Supreme Court Says Some Businesses Can Ignore Birth Control Mandate

Supreme Court Says Some Businesses Can Ignore Birth Control Mandate

By Stephanie Haven and Michael Doyle, McClatchy Washington Bureau

WASHINGTON — A divided Supreme Court on Monday extended religious-freedom protections to certain for-profit corporations, exempting them from providing birth-control services that are required under the 2010 health care law.

In a groundbreaking 5-4 decision, the court concluded that closely held corporations may claim religious rights similar to those enjoyed by individuals. The decision expands exemptions from the so-called contraceptive mandate imposed by the Affordable Care Act. It doesn’t affect other insurance provisions in the law, such as blood transfusions or vaccinations.

“Protecting the free-exercise rights of closely held corporations thus protects the religious liberty of the humans who own and control them,” Justice Samuel Alito said, writing for the majority.

While the ruling struck a blow to the Affordable Care Act, it explicitly says the decision can’t be used as a “cloak” to mask “illegal discrimination as a religious practice.”

In her dissent, Justice Ruth Bader Ginsburg called the decision one of “startling breadth” and stressed the targeted implications of the ruling on women.

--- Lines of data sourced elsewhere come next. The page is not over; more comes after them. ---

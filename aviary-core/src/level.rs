//! Output level: peak scan and single-pass headroom normalization.

use crate::buffer::SampleBuffer;
use crate::dsp::db_to_lin;

/// Largest absolute sample value; 0.0 for an empty or silent buffer.
#[inline]
pub fn peak(buf: &SampleBuffer) -> f32 {
    buf.samples().iter().fold(0.0_f32, |m, s| m.max(s.abs()))
}

/// Scale the whole buffer so its peak lands exactly `headroom_db` below
/// full scale.
///
/// A silent buffer is left untouched: silence stays silence and nothing
/// divides by zero. One uniform gain over one full pass, not a
/// time-varying stage.
pub fn normalize(buf: &mut SampleBuffer, headroom_db: f32) {
    let p = peak(buf);
    if p <= 0.0 {
        return;
    }
    let gain = db_to_lin(-headroom_db) / p;
    for s in buf.samples_mut() {
        *s *= gain;
    }
}

// ------------------------------------ Tests --------------------------------------

#[cfg(test)]
mod tests {
    use super::*;

    #[test]
    fn peak_finds_largest_magnitude() {
        let buf = SampleBuffer::from_samples(vec![0.1, -0.7, 0.3], 44_100);
        assert!((peak(&buf) - 0.7).abs() < 1e-6);
    }

    #[test]
    fn normalize_hits_headroom_exactly() {
        let mut buf = SampleBuffer::from_samples(vec![0.05, -0.2, 0.1], 44_100);
        normalize(&mut buf, 1.0);
        let target = db_to_lin(-1.0); // ≈ 0.891
        assert!((peak(&buf) - target).abs() < 1e-6, "peak={}", peak(&buf));
    }

    #[test]
    fn normalize_can_attenuate_hot_buffers() {
        let mut buf = SampleBuffer::from_samples(vec![2.0, -1.5], 44_100);
        normalize(&mut buf, 1.0);
        assert!((peak(&buf) - db_to_lin(-1.0)).abs() < 1e-6);
    }

    #[test]
    fn silent_buffer_is_untouched() {
        let mut buf = SampleBuffer::silence(100.0, 44_100);
        normalize(&mut buf, 1.0);
        assert!(buf.samples().iter().all(|&s| s == 0.0));
    }
}
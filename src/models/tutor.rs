use chrono::{DateTime, Utc};
use serde::{Deserialize, Serialize};
use sqlx::FromRow;

#[derive(Debug, Clone, Serialize, Deserialize, FromRow)]
pub struct Tutor {
    pub id: i64,
    pub name: String,
    pub surname: String,
    pub email: String,
    /// As registered; converted to international format when an SMS is sent.
    pub mobile: String,
    pub status: String,
    pub created_at: DateTime<Utc>,
}

#[derive(Debug, Clone, Deserialize)]
pub struct NewTutor {
    pub name: String,
    pub surname: String,
    pub email: String,
    pub mobile: String,
    pub status: Option<String>,
    pub subject_ids: Vec<i64>,
}
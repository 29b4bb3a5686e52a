use chrono::{DateTime, Utc};
use serde::{Deserialize, Serialize};
use sqlx::FromRow;

#[derive(Debug, Clone, Serialize, Deserialize, FromRow)]
pub struct Pupil {
    pub id: i64,
    pub name: String,
    pub surname: String,
    pub email: String,
    pub contact_number: Option<String>,
    pub created_at: DateTime<Utc>,
}

#[derive(Debug, Clone, Deserialize)]
pub struct NewPupil {
    pub name: String,
    pub surname: String,
    pub email: String,
    pub contact_number: Option<String>,
    pub subject_ids: Vec<i64>,
}
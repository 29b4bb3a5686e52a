use chrono::NaiveDate;
use sqlx::SqlitePool;

use crate::error::{Error, Result};
use crate::models::pupil::{NewPupil, Pupil};
use crate::models::pupil_tutor_match::PupilTutorMatch;
use crate::models::request_for_tutor::RequestForTutor;
use crate::models::subject::Subject;
use crate::models::tutor::{NewTutor, Tutor};
use crate::utils::time::now;

/// Subjects, pupils, tutors and the matches between them.
#[derive(Clone)]
pub struct MatchService {
    pool: SqlitePool,
}

impl MatchService {
    pub fn new(pool: SqlitePool) -> Self {
        Self { pool }
    }

    pub async fn create_subject(&self, name: &str) -> Result<Subject> {
        let subject = sqlx::query_as::<_, Subject>(
            r#"
            INSERT INTO subjects (name)
            VALUES (?)
            RETURNING id, name
            "#,
        )
        .bind(name)
        .fetch_one(&self.pool)
        .await
        .map_err(Error::from)
        .map_err(|e| {
            if e.is_unique_violation() {
                Error::Conflict(format!("Subject {:?} already exists", name))
            } else {
                e
            }
        })?;

        Ok(subject)
    }

    pub async fn create_pupil(&self, new: NewPupil) -> Result<Pupil> {
        let mut tx = self.pool.begin().await?;

        let pupil = sqlx::query_as::<_, Pupil>(
            r#"
            INSERT INTO pupils (name, surname, email, contact_number, created_at)
            VALUES (?, ?, ?, ?, ?)
            RETURNING *
            "#,
        )
        .bind(&new.name)
        .bind(&new.surname)
        .bind(&new.email)
        .bind(&new.contact_number)
        .bind(now())
        .fetch_one(&mut *tx)
        .await?;

        for subject_id in &new.subject_ids {
            sqlx::query("INSERT OR IGNORE INTO pupil_subjects (pupil_id, subject_id) VALUES (?, ?)")
                .bind(pupil.id)
                .bind(subject_id)
                .execute(&mut *tx)
                .await?;
        }

        tx.commit().await?;
        tracing::info!(pupil_id = pupil.id, subjects = new.subject_ids.len(), "pupil created");
        Ok(pupil)
    }

    pub async fn create_tutor(&self, new: NewTutor) -> Result<Tutor> {
        let mut tx = self.pool.begin().await?;

        let tutor = sqlx::query_as::<_, Tutor>(
            r#"
            INSERT INTO tutors (name, surname, email, mobile, status, created_at)
            VALUES (?, ?, ?, ?, ?, ?)
            RETURNING *
            "#,
        )
        .bind(&new.name)
        .bind(&new.surname)
        .bind(&new.email)
        .bind(&new.mobile)
        .bind(new.status.as_deref().unwrap_or("pending"))
        .bind(now())
        .fetch_one(&mut *tx)
        .await?;

        for subject_id in &new.subject_ids {
            sqlx::query("INSERT OR IGNORE INTO tutor_subjects (tutor_id, subject_id) VALUES (?, ?)")
                .bind(tutor.id)
                .bind(subject_id)
                .execute(&mut *tx)
                .await?;
        }

        tx.commit().await?;
        tracing::info!(tutor_id = tutor.id, subjects = new.subject_ids.len(), "tutor registered");
        Ok(tutor)
    }

    pub async fn get_pupil(&self, id: i64) -> Result<Pupil> {
        sqlx::query_as::<_, Pupil>("SELECT * FROM pupils WHERE id = ?")
            .bind(id)
            .fetch_optional(&self.pool)
            .await?
            .ok_or_else(|| Error::NotFound(format!("Pupil {} not found", id)))
    }

    pub async fn get_tutor(&self, id: i64) -> Result<Tutor> {
        sqlx::query_as::<_, Tutor>("SELECT * FROM tutors WHERE id = ?")
            .bind(id)
            .fetch_optional(&self.pool)
            .await?
            .ok_or_else(|| Error::NotFound(format!("Tutor {} not found", id)))
    }

    pub async fn tutor_subjects(&self, tutor_id: i64) -> Result<Vec<Subject>> {
        let subjects = sqlx::query_as::<_, Subject>(
            r#"
            SELECT s.id, s.name
            FROM subjects s
            JOIN tutor_subjects ts ON ts.subject_id = s.id
            WHERE ts.tutor_id = ?
            ORDER BY s.id
            "#,
        )
        .bind(tutor_id)
        .fetch_all(&self.pool)
        .await?;
        Ok(subjects)
    }

    /// Subjects the pupil needs that no tutor has been matched to yet.
    pub async fn unmatched_subjects(&self, pupil_id: i64) -> Result<Vec<Subject>> {
        let subjects = sqlx::query_as::<_, Subject>(
            r#"
            SELECT s.id, s.name
            FROM subjects s
            JOIN pupil_subjects ps ON ps.subject_id = s.id
            WHERE ps.pupil_id = ?
              AND NOT EXISTS (
                  SELECT 1 FROM pupil_tutor_matches m
                  WHERE m.pupil_id = ps.pupil_id AND m.subject_id = ps.subject_id
              )
            ORDER BY s.id
            "#,
        )
        .bind(pupil_id)
        .fetch_all(&self.pool)
        .await?;
        Ok(subjects)
    }

    pub async fn pupils_with_unmatched_subjects(&self) -> Result<Vec<Pupil>> {
        let pupils = sqlx::query_as::<_, Pupil>(
            r#"
            SELECT p.* FROM pupils p
            WHERE EXISTS (
                SELECT 1 FROM pupil_subjects ps
                WHERE ps.pupil_id = p.id
                  AND NOT EXISTS (
                      SELECT 1 FROM pupil_tutor_matches m
                      WHERE m.pupil_id = ps.pupil_id AND m.subject_id = ps.subject_id
                  )
            )
            ORDER BY p.id
            "#,
        )
        .fetch_all(&self.pool)
        .await?;
        Ok(pupils)
    }

    pub async fn pupils_fully_matched(&self) -> Result<Vec<Pupil>> {
        let pupils = sqlx::query_as::<_, Pupil>(
            r#"
            SELECT p.* FROM pupils p
            WHERE EXISTS (SELECT 1 FROM pupil_subjects ps WHERE ps.pupil_id = p.id)
              AND NOT EXISTS (
                  SELECT 1 FROM pupil_subjects ps
                  WHERE ps.pupil_id = p.id
                    AND NOT EXISTS (
                        SELECT 1 FROM pupil_tutor_matches m
                        WHERE m.pupil_id = ps.pupil_id AND m.subject_id = ps.subject_id
                    )
              )
            ORDER BY p.id
            "#,
        )
        .fetch_all(&self.pool)
        .await?;
        Ok(pupils)
    }

    pub async fn create_match(
        &self,
        pupil_id: i64,
        tutor_id: i64,
        subject_id: i64,
        start_date: NaiveDate,
    ) -> Result<PupilTutorMatch> {
        let created = sqlx::query_as::<_, PupilTutorMatch>(
            r#"
            INSERT INTO pupil_tutor_matches (pupil_id, tutor_id, subject_id, start_date)
            VALUES (?, ?, ?, ?)
            RETURNING *
            "#,
        )
        .bind(pupil_id)
        .bind(tutor_id)
        .bind(subject_id)
        .bind(start_date)
        .fetch_one(&self.pool)
        .await
        .map_err(Error::from)
        .map_err(|e| {
            if e.is_unique_violation() {
                Error::Conflict(format!(
                    "Subject {} is already matched for pupil {}",
                    subject_id, pupil_id
                ))
            } else if e.is_foreign_key_violation() {
                Error::NotFound(format!(
                    "Pupil {}, tutor {} or subject {} not found",
                    pupil_id, tutor_id, subject_id
                ))
            } else {
                e
            }
        })?;

        tracing::info!(pupil_id, tutor_id, subject_id, "pupil matched with tutor");
        Ok(created)
    }

    /// Turns an accepted request into a match for the request's pupil and subject.
    pub async fn confirm_request(
        &self,
        request_id: i64,
        tutor_id: i64,
        start_date: NaiveDate,
    ) -> Result<PupilTutorMatch> {
        let request = sqlx::query_as::<_, RequestForTutor>(
            "SELECT * FROM requests_for_tutor WHERE id = ?",
        )
        .bind(request_id)
        .fetch_optional(&self.pool)
        .await?
        .ok_or_else(|| Error::NotFound(format!("Request {} not found", request_id)))?;

        self.get_tutor(tutor_id).await?;

        let already_matched: bool = sqlx::query_scalar(
            "SELECT EXISTS(SELECT 1 FROM pupil_tutor_matches WHERE pupil_id = ? AND subject_id = ?)",
        )
        .bind(request.pupil_id)
        .bind(request.subject_id)
        .fetch_one(&self.pool)
        .await?;
        if already_matched {
            return Err(Error::Conflict(format!(
                "Subject {} is already matched for pupil {}",
                request.subject_id, request.pupil_id
            )));
        }

        self.create_match(request.pupil_id, tutor_id, request.subject_id, start_date)
            .await
    }
}
use axum::{
    http::StatusCode,
    response::{IntoResponse, Json},
};
use serde_json::json;

pub type Result<T> = std::result::Result<T, Error>;

#[derive(Debug, thiserror::Error)]
pub enum Error {
    #[error("Configuration error: {0}")]
    Config(String),

    #[error("Bad request: {0}")]
    BadRequest(String),

    #[error("Not found: {0}")]
    NotFound(String),

    #[error("Conflict: {0}")]
    Conflict(String),

    #[error("Database error: {0}")]
    Database(sqlx::Error),

    #[error("Migration error: {0}")]
    Migrate(#[from] sqlx::migrate::MigrateError),

    #[error("Validation error: {0}")]
    Validation(#[from] validator::ValidationErrors),

    #[error("JSON error: {0}")]
    Json(#[from] serde_json::Error),

    #[error("Invalid timestamp: {0}")]
    Timestamp(String),

    #[error("SMS gateway error: {0}")]
    Gateway(String),

    #[error("HTTP error: {0}")]
    Reqwest(#[from] reqwest::Error),

    #[error(transparent)]
    Anyhow(#[from] anyhow::Error),

    #[error("Internal error: {0}")]
    Internal(String),
}

impl Error {
    /// SQLite reports write contention as `SQLITE_BUSY` (5) or `SQLITE_LOCKED` (6),
    /// possibly as an extended code whose low byte carries the primary code.
    pub fn is_contention(&self) -> bool {
        let Error::Database(sqlx::Error::Database(db)) = self else {
            return false;
        };
        db.code()
            .and_then(|code| code.parse::<i32>().ok())
            .map(|code| matches!(code & 0xff, 5 | 6))
            .unwrap_or(false)
    }

    pub fn is_unique_violation(&self) -> bool {
        matches!(self, Error::Database(sqlx::Error::Database(db)) if db.is_unique_violation())
    }

    pub fn is_foreign_key_violation(&self) -> bool {
        matches!(self, Error::Database(sqlx::Error::Database(db)) if db.is_foreign_key_violation())
    }
}

impl IntoResponse for Error {
    fn into_response(self) -> axum::response::Response {
        let (status, error_message) = match self {
            Error::BadRequest(msg) => (StatusCode::BAD_REQUEST, msg),
            Error::NotFound(msg) => (StatusCode::NOT_FOUND, msg),
            Error::Conflict(msg) => (StatusCode::CONFLICT, msg),
            Error::Validation(err) => (StatusCode::BAD_REQUEST, err.to_string()),
            Error::Json(err) => (StatusCode::BAD_REQUEST, err.to_string()),
            Error::Timestamp(msg) => (StatusCode::BAD_REQUEST, format!("Invalid timestamp: {}", msg)),
            Error::Database(err) => (StatusCode::INTERNAL_SERVER_ERROR, err.to_string()),
            Error::Gateway(msg) => (StatusCode::BAD_GATEWAY, format!("SMS gateway error: {}", msg)),
            Error::Reqwest(err) => (StatusCode::BAD_GATEWAY, format!("External service error: {}", err)),
            Error::Internal(msg) => (StatusCode::INTERNAL_SERVER_ERROR, msg),
            _ => (
                StatusCode::INTERNAL_SERVER_ERROR,
                "An unexpected error occurred".to_string(),
            ),
        };

        if status.is_server_error() {
            tracing::error!(status = %status, error = %error_message, "request failed");
        }

        let body = Json(json!({ "error": error_message }));
        (status, body).into_response()
    }
}

impl From<sqlx::Error> for Error {
    fn from(err: sqlx::Error) -> Self {
        match err {
            sqlx::Error::RowNotFound => Error::NotFound("Resource not found".to_string()),
            other => Error::Database(other),
        }
    }
}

“The exemption sought by Hobby Lobby and Conestoga would override significant interests of the corporations’ employees and covered dependents,” Ginsburg wrote. “It would deny legions of women who do not hold their employers’ beliefs access to contraceptive coverage that (the health care law) would otherwise secure.”

Hobby Lobby, an Oklahoma City-based chain of arts and crafts stores, and Conestoga Wood Specialties, a Pennsylvania furniture maker, brought the legal challenge.

The owners of Hobby Lobby, who employ 13,000 people in more than 500 stores nationwide, claimed that the Affordable Care Act’s contraception mandate violated their rights under the First Amendment and the Religious Freedom Restoration Act. The latter law, created in 1993, says the government “shall not substantially burden a person’s exercise of religion” unless the action is the least restrictive means to serve a compelling purpose.

The court ruled that providing contraceptives without cost is not the “least restrictive” means to achieve its goal, thus violating the religious freedom law.
Employees from corporations with religious exemptions aren’t barred from seeking other insurance for contraceptives. The government, for one, could cover the free medications guaranteed under the contraceptive mandate.

“If the government wants to, on its own, go around providing people with benefits, that’s not something most of the plaintiffs object to,” Hobby Lobby lead counsel Mark Rienzi, of the Becket Fund for Religious Liberty, a nonprofit public-interest law firm, said in a conference call afterward.

The response to the decision was immediate and appeared to fall largely along partisan lines. Democrats and liberal social groups criticized the decision as a step backward in protecting women’s health; Republicans and conservative social groups said it championed the protection of religious freedoms.

The highly anticipated ruling marks the first time the high court has taken up the Affordable Care Act since it upheld in June 2012 the law’s important mandate that most people have health insurance.